GDP Growth Revised Downward The Commerce Department revised the nation's first-quarter GDP growth rate down marginally on Thursday, from a 3.2% to a 3% increase, and that was more than mildly disappointing: The weaker numbers are causing concern that the U.S. growth rate in 2010 won't be strong enough to substantially lower the high unemployment rate.

The initial estimate for first-quarter GDP was released a month ago, and most economists had expected this month's revision to be upward, to about 3.5%. Instead, smaller increases in consumer spending and business investment were primarily responsible for the downward revision. The economy grew 2.2% and 5.6% in the third and fourth quarters of 2009, respectively. For all of 2009, GDP totaled $14.26 trillion, down 1.3% from 2008.

Overall in the first quarter, increases in consumer spending, inventory rebuilding, exports, and non-residential fixed investment were partly offset by declines in state and local government spending, and residential fixed investment, accounting for the 3.0% gain. In current dollars (not adjusted for inflation), U.S. GDP rose 4.1% in the first quarter or by $147.6 billion to an annual rate of $14.60 trillion.

Wanted: Job-Creating Growth Engines

The first quarter gain means that in the past 12 months U.S. GDP is up 2.5%. But the key question remains: Is the U.S. economy growing at a strong enough pace to reduce unemployment by at least 200,000 jobs per month?

At this juncture, GDP growth appears to be too slow, and other revised first-quarter data did little to instill more confidence in analysts about the possibility of a robust expansion. In the first quarter, consumer spending rose 3.5%, down from the initial 3.6% estimate released last month. Business investment rose 13.1%, down from the previously released 14.0% increase.

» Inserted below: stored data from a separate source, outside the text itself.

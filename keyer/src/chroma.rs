use frame_key_common::color::Rgb;
use frame_key_common::config::ChromaConfig;
use frame_key_common::frame::Frame;
use image::RgbaImage;

/// User-facing keying tolerance, 0 (tightest) to 100 (loosest).
#[derive(Debug, Clone, Copy, PartialEq, Eq, PartialOrd, Ord)]
pub struct Threshold(u8);

impl Threshold {
    pub const MAX: Threshold = Threshold(100);

    /// Values above 100 are clamped.
    pub fn new(value: u8) -> Self {
        Self(value.min(100))
    }

    pub fn get(self) -> u8 {
        self.0
    }
}

impl Default for Threshold {
    fn default() -> Self {
        Self(30)
    }
}

/// Maps a [`Threshold`] to a maximum RGB distance:
/// `base_distance + threshold / 100 * scale_range`.
#[derive(Debug, Clone, Copy, PartialEq)]
pub struct ChromaPolicy {
    pub base_distance: f64,
    pub scale_range: f64,
}

impl Default for ChromaPolicy {
    fn default() -> Self {
        Self {
            base_distance: 50.0,
            scale_range: 200.0,
        }
    }
}

impl From<&ChromaConfig> for ChromaPolicy {
    fn from(cfg: &ChromaConfig) -> Self {
        Self {
            base_distance: cfg.base_distance,
            scale_range: cfg.scale_range,
        }
    }
}

impl ChromaPolicy {
    pub fn max_distance(&self, threshold: Threshold) -> f64 {
        self.base_distance + (threshold.get() as f64 / 100.0) * self.scale_range
    }
}

/// A frame with the background keyed out, plus how much of it went transparent.
#[derive(Debug, Clone)]
pub struct KeyedFrame {
    pub frame: Frame,
    /// Pixels this pass set to alpha 0.
    pub keyed: u64,
    /// Pixels with alpha 0 after the pass, including ones that already were.
    pub transparent: u64,
    pub total: u64,
}

impl KeyedFrame {
    pub fn transparent_ratio(&self) -> f64 {
        if self.total == 0 {
            return 0.0;
        }
        self.transparent as f64 / self.total as f64
    }

    /// True when less than `min_ratio` of the frame came out transparent,
    /// which usually means the wrong colour was keyed.
    pub fn is_low_confidence(&self, min_ratio: f64) -> bool {
        self.transparent_ratio() < min_ratio
    }
}

/// Counts returned by [`apply_in_place`].
#[derive(Debug, Clone, Copy, PartialEq, Eq)]
pub struct KeyStats {
    pub keyed: u64,
    pub transparent: u64,
    pub total: u64,
}

/// Set alpha to 0 on every pixel within `max_distance` of `target`. Pixels
/// outside the distance are left untouched, alpha included.
pub fn apply_in_place(image: &mut RgbaImage, target: Rgb, max_distance: f64) -> KeyStats {
    // Compare squared distances; a negative limit keys nothing.
    let limit_sq = if max_distance < 0.0 {
        -1.0
    } else {
        max_distance * max_distance
    };
    let mut stats = KeyStats {
        keyed: 0,
        transparent: 0,
        total: 0,
    };
    for px in image.pixels_mut() {
        stats.total += 1;
        let d = Rgb::new(px.0[0], px.0[1], px.0[2]).distance_sq(&target) as f64;
        if d <= limit_sq && px.0[3] != 0 {
            px.0[3] = 0;
            stats.keyed += 1;
        }
        if px.0[3] == 0 {
            stats.transparent += 1;
        }
    }
    stats
}

/// Key a copy of `frame`. The input is never touched.
pub fn apply(frame: &Frame, target: Rgb, threshold: Threshold, policy: &ChromaPolicy) -> KeyedFrame {
    let mut out = frame.clone();
    let stats = apply_in_place(&mut out.image, target, policy.max_distance(threshold));
    KeyedFrame {
        frame: out,
        keyed: stats.keyed,
        transparent: stats.transparent,
        total: stats.total,
    }
}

With consumer spending and business investment not growing fast enough, that leaves exports to pump up GDP and add jobs. However, the Commerce Department said that in the first quarter, international trade subtracted 0.66 percentage points from GDP, as import growth outpaced export growth. By contrast, in the fourth quarter of 2009, international trade added 0.27 percentage points to U.S. GDP.

This revised first-quarter GDP report is unlikely to prompt most economists and analysts to change their view of the U.S. economy's expansion. However, the report is likely to raise questions about job growth, and also to spark debate regarding what actions might be taken to increase GDP growth.